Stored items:
>>

//! Static data synchronization.
//!
//! Every table named in the static document is emptied and refilled with
//! its canonical rows. Identifier fields may hold comma separated lists,
//! which expand into one row per element.

use std::collections::BTreeMap;

use indexmap::IndexMap;
use tracing::info;

use crate::db::{Database, SqlValue};
use crate::dialect::dialect_for;
use crate::error::{Result, SyncError};
use crate::executor::Executor;
use crate::introspect::Introspector;
use crate::live::{LiveSchema, LiveTable};
use crate::operations::SyncOperation;
use crate::planner::Plan;
use crate::report::{SyncKind, SyncReport};
use crate::spec::{StaticDocument, StaticRow};
use crate::types::{type_size, TypeClass};

/// Returns true if `field` may hold a comma separated list.
#[must_use]
pub fn is_list_field(field: &str) -> bool {
    field == "id" || field.starts_with("id_") || field.ends_with("_id")
}

/// Expands comma separated identifier lists into one row per element.
///
/// The first list field found is expanded; later list fields are expanded
/// in each of the resulting rows, so `{"id": "1,2", "user_id": "3,4"}`
/// yields four rows.
#[must_use]
pub fn expand_row(row: &StaticRow) -> Vec<StaticRow> {
    let list = row
        .0
        .iter()
        .find(|(field, value)| is_list_field(field) && value.contains(','));
    let Some((field, value)) = list else {
        return vec![row.clone()];
    };
    value
        .split(',')
        .flat_map(|part| {
            let mut sub = row.clone();
            sub.0.insert(field.clone(), part.trim().to_string());
            expand_row(&sub)
        })
        .collect()
}

fn leading_int(value: &str) -> i64 {
    let value = value.trim_start();
    let end = value
        .char_indices()
        .take_while(|(i, c)| c.is_ascii_digit() || (*i == 0 && (*c == '-' || *c == '+')))
        .map(|(i, c)| i + c.len_utf8())
        .last()
        .unwrap_or(0);
    value[..end].parse().unwrap_or(0)
}

fn leading_float(value: &str) -> f64 {
    let value = value.trim();
    if let Ok(number) = value.parse() {
        return number;
    }
    let mut seen_dot = false;
    let end = value
        .char_indices()
        .take_while(|(i, c)| {
            if c.is_ascii_digit() || (*i == 0 && (*c == '-' || *c == '+')) {
                true
            } else if *c == '.' && !seen_dot {
                seen_dot = true;
                true
            } else {
                false
            }
        })
        .map(|(i, c)| i + c.len_utf8())
        .last()
        .unwrap_or(0);
    value[..end].parse().unwrap_or(0.0)
}

/// Casts a static value to what a column of `sql_type` accepts.
pub fn cast_value(value: &str, sql_type: &str) -> Result<SqlValue> {
    let class = TypeClass::of(sql_type)?;
    let cast = match class {
        TypeClass::Int => SqlValue::Int(leading_int(value)),
        TypeClass::Float => SqlValue::Float(leading_float(value)),
        TypeClass::Date | TypeClass::Time | TypeClass::DateTime => {
            if value.is_empty() {
                SqlValue::Text(class.zero_value().to_string())
            } else {
                SqlValue::Text(value.to_string())
            }
        }
        TypeClass::String => {
            let size = usize::try_from(type_size(sql_type)?).unwrap_or(usize::MAX);
            SqlValue::Text(value.chars().take(size).collect())
        }
    };
    Ok(cast)
}

/// Casts `row` into the column list and values of an insert, in live
/// field order.
fn row_values(
    table: &str,
    row: &StaticRow,
    live: &LiveTable,
) -> Result<(Vec<String>, Vec<SqlValue>)> {
    let unknown: Vec<&str> = row
        .0
        .keys()
        .filter(|field| live.get_field(field).is_none())
        .map(String::as_str)
        .collect();
    if !unknown.is_empty() {
        return Err(SyncError::UnknownField {
            table: table.to_string(),
            fields: unknown.join(", "),
        });
    }

    let mut columns = Vec::new();
    let mut values = Vec::new();
    for field in &live.fields {
        if let Some(value) = row.get(&field.name) {
            columns.push(field.name.clone());
            values.push(cast_value(value, &field.sql_type)?);
        }
    }
    Ok((columns, values))
}

/// Expanded rows of one table, grouped by column list in first-seen order.
#[derive(Default)]
struct TableRows {
    total: usize,
    groups: IndexMap<Vec<String>, Vec<Vec<SqlValue>>>,
}

/// Plans the static pass.
///
/// Each distinct table becomes one step that clears the table and inserts
/// its expanded rows, one batched insert per distinct column list. `counts`
/// holds the current row count of each table; it feeds the history line and
/// the step's change count, the distance between the old and new counts.
pub fn plan_static(
    doc: &StaticDocument,
    live: &LiveSchema,
    counts: &BTreeMap<String, i64>,
) -> Result<Plan> {
    let mut tables: IndexMap<&str, TableRows> = IndexMap::new();
    for table in &doc.tables {
        let live_table = live.get_table(&table.name).ok_or_else(|| {
            SyncError::Config(format!("Static data for unknown table '{}'", table.name))
        })?;
        let rows = tables.entry(table.name.as_str()).or_default();
        for row in &table.rows {
            for expanded in expand_row(row) {
                let (columns, values) = row_values(&table.name, &expanded, live_table)?;
                rows.groups.entry(columns).or_default().push(values);
                rows.total += 1;
            }
        }
    }

    let mut plan = Plan::default();
    for (name, rows) in tables {
        let from = counts.get(name).copied().unwrap_or(0);
        let to = i64::try_from(rows.total).unwrap_or(i64::MAX);
        let changes = usize::try_from(to.abs_diff(from)).unwrap_or(usize::MAX);
        let mut operations = Vec::with_capacity(rows.groups.len() + 1);
        operations.push(SyncOperation::ClearTable {
            name: name.to_string(),
        });
        for (columns, group) in rows.groups {
            operations.push(SyncOperation::InsertRows {
                table: name.to_string(),
                columns,
                rows: group,
            });
        }
        plan.push_counted(format!("{name}: from {from} to {to}"), changes, operations);
    }
    Ok(plan)
}

/// Runs the static pass against a database.
pub struct StaticSynchronizer {
    db: Database,
    introspector: Introspector,
}

impl StaticSynchronizer {
    /// Creates a new static synchronizer.
    #[must_use]
    pub fn new(db: Database) -> Self {
        let introspector = Introspector::new(db.clone());
        Self { db, introspector }
    }

    /// Reads the tables named in `doc` and plans the pass.
    pub async fn plan(&self, doc: &StaticDocument) -> Result<Plan> {
        let dialect = dialect_for(self.db.backend());
        let mut live = LiveSchema::new();
        let mut counts = BTreeMap::new();
        for table in &doc.tables {
            if live.contains(&table.name) {
                continue;
            }
            let fields = self.introspector.list_fields(&table.name).await?;
            if fields.is_empty() {
                continue;
            }
            let sql = format!("SELECT COUNT(*) FROM {}", dialect.quote_identifier(&table.name));
            counts.insert(table.name.clone(), self.db.fetch_count(&sql).await?);
            live.insert(
                table.name.clone(),
                LiveTable {
                    fields,
                    indexes: BTreeMap::new(),
                },
            );
        }
        plan_static(doc, &live, &counts)
    }

    /// Clears and refills every table of `doc`.
    pub async fn run(&self, doc: &StaticDocument, dry_run: bool) -> Result<SyncReport> {
        let plan = self.plan(doc).await?;
        let mut report = SyncReport::new(SyncKind::Static);
        Executor::new(self.db.clone())
            .dry_run(dry_run)
            .execute(&plan, &mut report)
            .await?;
        info!(
            tables = report.history.len(),
            changes = report.count(),
            dry_run,
            "Static data synchronized"
        );
        Ok(report)
    }
}

#[cfg(test)]
mod tests {
    use super::*;
    use crate::live::LiveField;

    fn row(pairs: &[(&str, &str)]) -> StaticRow {
        StaticRow::from_pairs(pairs.iter().copied())
    }

    #[test]
    fn test_list_fields() {
        assert!(is_list_field("id"));
        assert!(is_list_field("id_app"));
        assert!(is_list_field("user_id"));
        assert!(!is_list_field("idea"));
        assert!(!is_list_field("name"));
    }

    #[test]
    fn test_expand_three_rows() {
        let rows = expand_row(&row(&[("id", "1,2,3"), ("name", "a,b")]));
        assert_eq!(rows.len(), 3);
        assert_eq!(rows[0].get("id"), Some("1"));
        assert_eq!(rows[2].get("id"), Some("3"));
        assert!(rows.iter().all(|r| r.get("name") == Some("a,b")));
    }

    #[test]
    fn test_expand_is_recursive() {
        let rows = expand_row(&row(&[("app_id", "1,2"), ("perm_id", "3,4")]));
        let pairs: Vec<_> = rows
            .iter()
            .map(|r| (r.get("app_id").unwrap(), r.get("perm_id").unwrap()))
            .collect();
        assert_eq!(pairs, [("1", "3"), ("1", "4"), ("2", "3"), ("2", "4")]);
    }

    #[test]
    fn test_cast_value() {
        assert_eq!(cast_value("42abc", "INT(11)").unwrap(), SqlValue::Int(42));
        assert_eq!(cast_value("-7", "INTEGER").unwrap(), SqlValue::Int(-7));
        assert_eq!(cast_value("abc", "INT").unwrap(), SqlValue::Int(0));
        assert_eq!(cast_value("1.5x", "DECIMAL(5,2)").unwrap(), SqlValue::Float(1.5));
        assert_eq!(
            cast_value("", "DATETIME").unwrap(),
            SqlValue::Text("1970-01-01 00:00:00".to_string())
        );
        assert_eq!(
            cast_value("abcdef", "VARCHAR(3)").unwrap(),
            SqlValue::Text("abc".to_string())
        );
        assert!(cast_value("x", "BLOB").is_err());
    }

    fn apps_live() -> LiveSchema {
        let mut live = LiveSchema::new();
        live.insert(
            "tbl_apps",
            LiveTable {
                fields: vec![
                    LiveField::new("id", "INTEGER"),
                    LiveField::new("code", "VARCHAR(255)"),
                    LiveField::new("active", "INT(11)"),
                ],
                indexes: BTreeMap::new(),
            },
        );
        live
    }

    #[test]
    fn test_plan_static() {
        let doc = StaticDocument::from_json(
            r#"{"tables": [
                {"name": "tbl_apps", "rows": [{"code": "a", "id": "1,2"}]},
                {"name": "tbl_apps", "rows": [{"id": "3", "code": "b", "active": "1"}]}
            ]}"#,
        )
        .unwrap();
        let counts = BTreeMap::from([("tbl_apps".to_string(), 5)]);
        let plan = plan_static(&doc, &apps_live(), &counts).unwrap();

        assert_eq!(plan.summaries().collect::<Vec<_>>(), ["tbl_apps: from 5 to 3"]);
        assert_eq!(plan.steps[0].changes, 2);
        let ops = &plan.steps[0].operations;
        assert_eq!(ops.len(), 3);
        assert!(matches!(ops[0], SyncOperation::ClearTable { .. }));
        match &ops[1] {
            SyncOperation::InsertRows { columns, rows, .. } => {
                assert_eq!(columns, &["id", "code"]);
                assert_eq!(
                    rows,
                    &[
                        vec![SqlValue::Int(1), SqlValue::Text("a".to_string())],
                        vec![SqlValue::Int(2), SqlValue::Text("a".to_string())],
                    ]
                );
            }
            other => panic!("unexpected operation {other:?}"),
        }
        match &ops[2] {
            SyncOperation::InsertRows { columns, rows, .. } => {
                assert_eq!(columns, &["id", "code", "active"]);
                assert_eq!(rows.len(), 1);
            }
            other => panic!("unexpected operation {other:?}"),
        }
    }

    #[test]
    fn test_unknown_field() {
        let doc = StaticDocument::from_json(
            r#"{"tables": [{"name": "tbl_apps", "rows": [{"id": "1", "colour": "red"}]}]}"#,
        )
        .unwrap();
        let err = plan_static(&doc, &apps_live(), &BTreeMap::new()).unwrap_err();
        assert_eq!(err.to_string(), "Unused data 'colour' for table 'tbl_apps'");
    }

    #[test]
    fn test_empty_row_inserts_defaults() {
        let doc = StaticDocument::from_json(r#"{"tables": [{"name": "tbl_apps", "rows": [{}]}]}"#)
            .unwrap();
        let plan = plan_static(&doc, &apps_live(), &BTreeMap::new()).unwrap();
        match &plan.steps[0].operations[1] {
            SyncOperation::InsertRows { columns, rows, .. } => {
                assert!(columns.is_empty());
                assert_eq!(rows, &[Vec::<SqlValue>::new()]);
            }
            other => panic!("unexpected operation {other:?}"),
        }
    }

    #[tokio::test]
    async fn test_run_replaces_rows() {
        let db = Database::connect("sqlite::memory:", 1).await.unwrap();
        db.execute(
            "CREATE TABLE tbl_apps (id INTEGER PRIMARY KEY AUTOINCREMENT, \
             code VARCHAR(255) NOT NULL DEFAULT '', active INT(11) NOT NULL DEFAULT '0')",
        )
        .await
        .unwrap();
        db.execute("INSERT INTO tbl_apps (id, code) VALUES (9, 'old')")
            .await
            .unwrap();

        let doc = StaticDocument::from_json(
            r#"{"tables": [{"name": "tbl_apps", "rows": [{"id": "1,2,3", "code": "x"}]}]}"#,
        )
        .unwrap();
        let report = StaticSynchronizer::new(db.clone()).run(&doc, false).await.unwrap();

        assert_eq!(report.history, ["tbl_apps: from 1 to 3"]);
        assert_eq!(report.count(), 2);
        let inserts: Vec<_> = report
            .statements
            .iter()
            .filter(|s| s.starts_with("INSERT INTO"))
            .collect();
        assert_eq!(inserts.len(), 1);
        assert_eq!(db.fetch_count("SELECT COUNT(*) FROM tbl_apps").await.unwrap(), 3);
        let old = db
            .fetch_optional("SELECT code FROM tbl_apps WHERE id = 9", &[])
            .await
            .unwrap();
        assert_eq!(old, None);
    }
}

<<

Exercise details: Of the records above, copy each line that includes "StaticDocument".

Answer for the task:
use crate::spec::{StaticDocument, StaticRow};
    doc: &StaticDocument,
    pub async fn plan(&self, doc: &StaticDocument) -> Result<Plan> {
    pub async fn run(&self, doc: &StaticDocument, dry_run: bool) -> Result<SyncReport> {
        let doc = StaticDocument::from_json(
        let doc = StaticDocument::from_json(
        let doc = StaticDocument::from_json(r#"{"tables": [{"name": "tbl_apps", "rows": [{}]}]}"#)
        let doc = StaticDocument::from_json(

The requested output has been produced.